At Pfizer, Niblack knew about setbacks in pharmaceutical research and development, which can lead to writing off millions of dollars. But often, perseverance pays off in a big way.
Under Niblack, Pfizer began developing a semisynthetic antibiotic to improve on the existing drug Erythomycin. But time and again, the experimental drugs appeared to be ineffective. Concentrations of the experimental antibiotics necessary to kill bacteria, as measured in the bloodstream, couldn’t be achieved in human subjects during early clinical trials.
With a huge potential profit on the line from the development of a new general antibiotic, the research continued for more than 20 years. Finally, Niblack told his scientists that it was time for a breakthrough, or else.

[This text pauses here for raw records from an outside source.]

//! # Contact Session
//!
//! State of one contact form instance: field values, the last validation
//! result, the submission status and whether a delivery is in flight.

use serde::Serialize;

use super::form::{validate, ContactForm, Field, FieldErrors};
use super::inflight::InFlight;
use super::transport::ContactTransport;

pub const SUCCESS_MESSAGE: &str =
    "Your message has been sent successfully. I'll get back to you soon!";
pub const ERROR_MESSAGE: &str =
    "There was an error sending your message. Please try again later.";

#[derive(Debug, Clone, Copy, Default, PartialEq, Eq, Serialize)]
#[serde(rename_all = "lowercase")]
pub enum SubmitStatus {
    #[default]
    Idle,
    Success,
    Error,
}

impl SubmitStatus {
    pub fn as_str(&self) -> &'static str {
        match self {
            SubmitStatus::Idle => "idle",
            SubmitStatus::Success => "success",
            SubmitStatus::Error => "error",
        }
    }

    /// Text shown under the submit button
    pub fn message(&self) -> Option<&'static str> {
        match self {
            SubmitStatus::Idle => None,
            SubmitStatus::Success => Some(SUCCESS_MESSAGE),
            SubmitStatus::Error => Some(ERROR_MESSAGE),
        }
    }
}

/// Result of one submit attempt
#[derive(Debug, Clone, Copy, PartialEq, Eq)]
pub enum SubmitOutcome {
    /// Validation failed, nothing was sent
    Invalid,
    /// Delivered
    Sent,
    /// Sent but the delivery failed
    Failed,
    /// A delivery is already in flight
    Busy,
}

#[derive(Debug, Clone, Default)]
pub struct ContactSession {
    form: ContactForm,
    errors: FieldErrors,
    status: SubmitStatus,
    submitting: bool,
}

impl ContactSession {
    pub fn new() -> Self {
        Self::default()
    }

    /// Session pre-filled with submitted values (server-rendered forms)
    pub fn with_form(form: ContactForm) -> Self {
        Self {
            form,
            ..Self::default()
        }
    }

    pub fn form(&self) -> &ContactForm {
        &self.form
    }

    pub fn errors(&self) -> &FieldErrors {
        &self.errors
    }

    pub fn status(&self) -> SubmitStatus {
        self.status
    }

    /// True while a delivery is in flight; the submit button is disabled
    pub fn is_submitting(&self) -> bool {
        self.submitting
    }

    /// Update a field. A finished submission's status goes back to idle;
    /// validation errors stay until the next submit.
    pub fn edit(&mut self, field: Field, value: impl Into<String>) {
        self.form.set(field, value);
        self.status = SubmitStatus::Idle;
    }

    /// Validate and, if valid, mark the session in flight.
    ///
    /// Returns the payload to deliver, or the outcome that ends the attempt.
    pub fn begin_submit(&mut self) -> Result<ContactForm, SubmitOutcome> {
        if self.submitting {
            return Err(SubmitOutcome::Busy);
        }

        self.errors = validate(&self.form);
        if !self.errors.is_empty() {
            tracing::debug!("Contact form failed validation");
            return Err(SubmitOutcome::Invalid);
        }

        self.submitting = true;
        Ok(self.form.clone())
    }

    /// Record the delivery result. Fields are cleared on success.
    pub fn finish_submit(&mut self, delivered: bool) -> SubmitOutcome {
        self.submitting = false;
        if delivered {
            self.status = SubmitStatus::Success;
            self.form.clear();
            SubmitOutcome::Sent
        } else {
            self.status = SubmitStatus::Error;
            SubmitOutcome::Failed
        }
    }

    /// One full attempt: validate, deliver once, record the status
    #[tracing::instrument(skip_all)]
    pub async fn submit(&mut self, transport: &dyn ContactTransport) -> SubmitOutcome {
        let payload = match self.begin_submit() {
            Ok(payload) => payload,
            Err(outcome) => return outcome,
        };

        let delivered = match transport.deliver(&payload).await {
            Ok(()) => true,
            Err(e) => {
                tracing::warn!("Contact delivery failed: {}", e);
                false
            }
        };
        self.finish_submit(delivered)
    }

    /// [`submit`](Self::submit), unless an identical message from another
    /// session is still being delivered. That attempt ends as `Busy` with
    /// this session left in flight.
    pub async fn submit_once(
        &mut self,
        transport: &dyn ContactTransport,
        in_flight: &InFlight,
    ) -> SubmitOutcome {
        let Some(_claim) = in_flight.try_claim(&self.form) else {
            return match self.begin_submit() {
                Err(outcome) => outcome,
                Ok(_) => {
                    tracing::info!("Identical message already in flight");
                    SubmitOutcome::Busy
                }
            };
        };
        self.submit(transport).await
    }
}

#[cfg(test)]
mod tests {
    use super::*;
    use crate::contact::form::{EMAIL_INVALID, MESSAGE_REQUIRED, NAME_REQUIRED};
    use crate::error::ContactError;
    use async_trait::async_trait;
    use std::sync::atomic::{AtomicUsize, Ordering};

    /// Counts calls and answers with a fixed result
    struct FakeTransport {
        calls: AtomicUsize,
        fail: Option<fn() -> ContactError>,
    }

    impl FakeTransport {
        fn ok() -> Self {
            Self {
                calls: AtomicUsize::new(0),
                fail: None,
            }
        }

        fn failing(fail: fn() -> ContactError) -> Self {
            Self {
                calls: AtomicUsize::new(0),
                fail: Some(fail),
            }
        }

        fn calls(&self) -> usize {
            self.calls.load(Ordering::SeqCst)
        }
    }

    #[async_trait]
    impl ContactTransport for FakeTransport {
        async fn deliver(&self, _form: &ContactForm) -> Result<(), ContactError> {
            self.calls.fetch_add(1, Ordering::SeqCst);
            match self.fail {
                Some(make) => Err(make()),
                None => Ok(()),
            }
        }
    }

    fn filled() -> ContactSession {
        let mut session = ContactSession::new();
        session.edit(Field::Name, "Jane Doe");
        session.edit(Field::Email, "jane@example.com");
        session.edit(Field::Subject, "");
        session.edit(Field::Message, "Hello");
        session
    }

    #[tokio::test]
    async fn test_duplicate_in_flight_is_busy() {
        let transport = FakeTransport::ok();
        let in_flight = InFlight::new();
        let held = in_flight.try_claim(filled().form()).unwrap();

        let mut session = filled();
        assert_eq!(
            session.submit_once(&transport, &in_flight).await,
            SubmitOutcome::Busy
        );
        assert!(session.is_submitting());
        assert_eq!(transport.calls(), 0);

        drop(held);
        let mut session = filled();
        assert_eq!(
            session.submit_once(&transport, &in_flight).await,
            SubmitOutcome::Sent
        );
        assert_eq!(transport.calls(), 1);
    }

    #[tokio::test]
    async fn test_invalid_duplicate_reports_errors_not_busy() {
        let transport = FakeTransport::ok();
        let in_flight = InFlight::new();
        let _held = in_flight.try_claim(&ContactForm::default()).unwrap();

        let mut session = ContactSession::new();
        assert_eq!(
            session.submit_once(&transport, &in_flight).await,
            SubmitOutcome::Invalid
        );
        assert!(!session.is_submitting());
    }

    #[test]
    fn test_status_idle_before_submit() {
        let session = ContactSession::new();
        assert_eq!(session.status(), SubmitStatus::Idle);
        assert!(!session.is_submitting());
        assert_eq!(session.status().message(), None);
    }

    #[tokio::test]
    async fn test_invalid_form_sends_nothing() {
        let transport = FakeTransport::ok();
        let mut session = ContactSession::new();
        session.edit(Field::Email, "not-an-email");

        assert_eq!(session.submit(&transport).await, SubmitOutcome::Invalid);
        assert_eq!(transport.calls(), 0);
        assert_eq!(session.errors().name, NAME_REQUIRED);
        assert_eq!(session.errors().email, EMAIL_INVALID);
        assert_eq!(session.errors().message, MESSAGE_REQUIRED);
        assert_eq!(session.status(), SubmitStatus::Idle);
    }

    #[tokio::test]
    async fn test_valid_form_sends_exactly_once() {
        let transport = FakeTransport::ok();
        let mut session = filled();

        assert_eq!(session.submit(&transport).await, SubmitOutcome::Sent);
        assert_eq!(transport.calls(), 1);
        assert_eq!(session.status(), SubmitStatus::Success);
        assert!(!session.is_submitting());
    }

    #[tokio::test]
    async fn test_success_clears_fields() {
        let transport = FakeTransport::ok();
        let mut session = filled();
        session.submit(&transport).await;
        assert_eq!(session.form(), &ContactForm::default());
    }

    #[tokio::test]
    async fn test_rejected_response_sets_error() {
        let transport = FakeTransport::failing(|| ContactError::Rejected(503));
        let mut session = filled();

        assert_eq!(session.submit(&transport).await, SubmitOutcome::Failed);
        assert_eq!(session.status(), SubmitStatus::Error);
        assert_eq!(transport.calls(), 1);
        // fields kept so the user can resubmit
        assert_eq!(session.form().name, "Jane Doe");
    }

    #[tokio::test]
    async fn test_transport_error_sets_error() {
        let transport =
            FakeTransport::failing(|| ContactError::Transport("connection refused".into()));
        let mut session = filled();
        session.submit(&transport).await;
        assert_eq!(session.status(), SubmitStatus::Error);
        assert_eq!(session.status().message(), Some(ERROR_MESSAGE));
    }

    #[test]
    fn test_second_submit_while_in_flight_is_busy() {
        let mut session = filled();
        assert!(session.begin_submit().is_ok());
        assert!(session.is_submitting());
        assert_eq!(session.begin_submit(), Err(SubmitOutcome::Busy));

        assert_eq!(session.finish_submit(true), SubmitOutcome::Sent);
        assert!(!session.is_submitting());
    }

    #[tokio::test]
    async fn test_edit_after_success_resets_status() {
        let transport = FakeTransport::ok();
        let mut session = filled();
        session.submit(&transport).await;
        assert_eq!(session.status(), SubmitStatus::Success);

        session.edit(Field::Name, "J");
        assert_eq!(session.status(), SubmitStatus::Idle);
    }

    #[tokio::test]
    async fn test_errors_recomputed_on_each_submit_not_on_edit() {
        let transport = FakeTransport::ok();
        let mut session = ContactSession::new();
        session.submit(&transport).await;
        assert_eq!(session.errors().name, NAME_REQUIRED);

        session.edit(Field::Name, "Jane Doe");
        assert_eq!(session.errors().name, NAME_REQUIRED);

        session.edit(Field::Email, "jane@example.com");
        session.edit(Field::Message, "Hello");
        assert_eq!(session.submit(&transport).await, SubmitOutcome::Sent);
        assert!(session.errors().is_empty());
    }
}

“I told the research team that I was going to pull the plug because they had spent too many years and too much money on this for nothing,” he said.
That caught their attention. Recent clinical studies of concentrations of certain antibiotics measured in the tissue rather than blood showed high enough levels to kill bacteria. Not confident but facing the end of their program, the Pfizer clinical researchers tested the hypothesis with their best experimental drug (later named Zithromax), and the results showed the drug indeed worked at high enough levels and remained in the body longer than expected to continue killing bacteria. Following clinical trials, Zithromax was approved by the FDA and moved to market. After two decades, and a last-minute reprieve, the antibiotic became one of the company’s most profitable products.
Each year, Zithromax is prescribed to millions of people, and especially to children. Commonly packaged as the Z-pack, it became the best-selling antibiotic in the United States with sales peaking at $2 billion in 2005.
When talking to his scholars, Niblack is not all doom and gloom. He points out that young scientists often have a naiveté about what they can accomplish and, instead of shying away, forge ahead eagerly and “starry-eyed,” in his words.
“That leads to all sorts of wonderful discoveries accomplished by people who didn't realize they probably couldn't succeed at something and they did anyway,” Niblack said. “That's what youth is all about.”